Here's what Caelus has released so far: With an estimated 6-10 billion barrels of oil in place, Smith Bay ranks as one of the world’s largest oil discoveries in recent years, and the largest on Alaska’s North Slope in four decades......
The estimates are based on the two wells drilled last winter and existing 126 square miles of 3D seismic. Exploratory well Caelus-Tulimaniq #1 (CT-1) and step-out Caelus-Tulimaniq #2 (CT-2) targeted a large Brookian submarine fan complex in Smith Bay, spanning more than 300 square miles along the North Slope region. The fan was successfully drilled and logged in both wells, encountering an extension of the accumulation 5.25 miles northwest of the CT-1 discovery at the CT-2 location. Gross hydrocarbon columns in excess of 1,000 feet were encountered in each well, with CT-1 and CT-2 logging 183 and 223 feet of net pay respectively.

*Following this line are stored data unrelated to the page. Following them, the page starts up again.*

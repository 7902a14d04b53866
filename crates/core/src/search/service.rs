use std::sync::Arc;

use serde::{Deserialize, Serialize};
use tracing::{debug, warn};

use super::config::SearchConfig;
use crate::catalog::{CatalogEntry, CatalogError, CatalogSearchQuery, CatalogStore, MatchMode};
use crate::metrics::SEARCH_REQUESTS;

/// One page of search results.
#[derive(Debug, Clone, PartialEq, Eq, Serialize, Deserialize)]
pub struct SearchPage {
    /// The normalized query.
    pub query: String,
    pub entries: Vec<CatalogEntry>,
    /// Whether more results exist beyond this page.
    pub has_more: bool,
}

/// Read side of the catalog for the front end.
///
/// Read failures never reach the caller: they are logged and answered with an
/// empty result, the same as a query that matches nothing.
pub struct SearchService {
    store: Arc<dyn CatalogStore>,
    config: SearchConfig,
}

impl SearchService {
    pub fn new(store: Arc<dyn CatalogStore>, config: SearchConfig) -> Self {
        Self { store, config }
    }

    pub fn config(&self) -> &SearchConfig {
        &self.config
    }

    /// Ranked entries matching `query`, at most `limit`.
    pub fn search(&self, query: &str, limit: u32) -> Vec<CatalogEntry> {
        let query = normalize_query(query);
        self.ranked(&query, limit)
    }

    /// The first page of results for `query`.
    pub fn first_page(&self, query: &str) -> SearchPage {
        self.page(query, self.config.page_size)
    }

    /// The larger "show more" page for `query`, ranked the same way as the
    /// first page.
    pub fn more(&self, query: &str) -> SearchPage {
        self.page(query, self.config.more_page_size)
    }

    /// Every indexed quality of a title, lowest quality first.
    pub fn all_qualities(&self, title: &str) -> Vec<CatalogEntry> {
        self.store.get_all_by_title(title.trim()).unwrap_or_else(|e| {
            warn!(title, "Catalog read failed: {}", e);
            Vec::new()
        })
    }

    /// Full details of one entry. `None` when it does not exist or cannot be
    /// read.
    pub fn get_by_id(&self, id: i64) -> Option<CatalogEntry> {
        match self.store.get(id) {
            Ok(entry) => Some(entry),
            Err(CatalogError::NotFound(_)) => None,
            Err(e) => {
                warn!(id, "Catalog read failed: {}", e);
                None
            }
        }
    }

    /// A page of `page_size` results for `query`.
    pub fn page(&self, query: &str, page_size: u32) -> SearchPage {
        let query = normalize_query(query);
        let mut entries = self.ranked(&query, page_size.saturating_add(1));
        let has_more = entries.len() > page_size as usize;
        entries.truncate(page_size as usize);

        SearchPage {
            query,
            entries,
            has_more,
        }
    }

    fn ranked(&self, query: &str, limit: u32) -> Vec<CatalogEntry> {
        if limit == 0 || query.chars().count() < self.config.min_query_len.max(1) {
            debug!(query, "Query too short, skipping search");
            SEARCH_REQUESTS.with_label_values(&["empty"]).inc();
            return Vec::new();
        }

        match self.lookup(query, limit) {
            Ok(entries) => {
                let result = if entries.is_empty() { "empty" } else { "hit" };
                SEARCH_REQUESTS.with_label_values(&[result]).inc();
                debug!(query, results = entries.len(), "Search finished");
                entries
            }
            Err(e) => {
                SEARCH_REQUESTS.with_label_values(&["error"]).inc();
                warn!(query, "Catalog search failed: {}", e);
                Vec::new()
            }
        }
    }

    /// Substring search, retried with every word matched separately when the
    /// query has several words and nothing matched as a whole.
    fn lookup(&self, query: &str, limit: u32) -> Result<Vec<CatalogEntry>, CatalogError> {
        let entries = self.store.search(&CatalogSearchQuery::new(query, limit))?;
        if !entries.is_empty() || query.split(' ').count() < 2 {
            return Ok(entries);
        }

        debug!(query, "No substring match, retrying with all terms");
        self.store
            .search(&CatalogSearchQuery::new(query, limit).with_mode(MatchMode::AllTerms))
    }
}

/// Trim and collapse whitespace runs to single spaces.
fn normalize_query(query: &str) -> String {
    query.split_whitespace().collect::<Vec<_>>().join(" ")
}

Extensive sidewall coring and subsequent lab analyses confirm the presence of reservoir-quality sandstones containing light oil ranging from 40-45° API gravity.
Plantagenet wrote:So what are your reasons for doubting its a viable discovery?
Its not like Caelus is a "fly-by-night" operation. They are a highly successful independent oil company with a good track record on the North Slope. They discovered the nearby Ooguruk field and they are producing it right now.
Plantagenet wrote:
And they have announced more work at Smith Bay. According to their website Caelus is currently planning an appraisal program, which includes drilling an additional appraisal well and acquiring new 3D seismic survey over outboard acreage. This is exactly what they should be doing to delineate this new discovery.
I don't get what part of this is "questionable". Do you think they shouldn't have announced their discovery at all?
You seem to be implying that Caelus is running some kind of scam --- Like they are trying to sucker in some oil major to the Smith River play based on giving out "questionable" data. But I assure you people in the oil majors are far too smart for that. They aren't going to invest billions in a new project without have a very full and complete understanding of what they are buying into. So that isn't what is going on here.
Plantagenet wrote:
IMHO what Caelus is trying to do is make their case for the money promised to them by the state of Alaska. If you are an Alaskan, then you probably know that the current tax code here allows oil companies to claim tax credits if they do new exploratory work in Alaska. Well---thats just what Caelus has done, but the state hasn't paid them they money it owes them. What better way for Caelus to make its case for getting the money its owed by the State of Alaska then to announce this new and potentially large discovery on the north slope. The oil tax credits were designed to encourage new exploration on the North Slope to find new oil. Well, Caelus has done exactly what the State of Alaska wanted when it set it up its tax system for oil companies.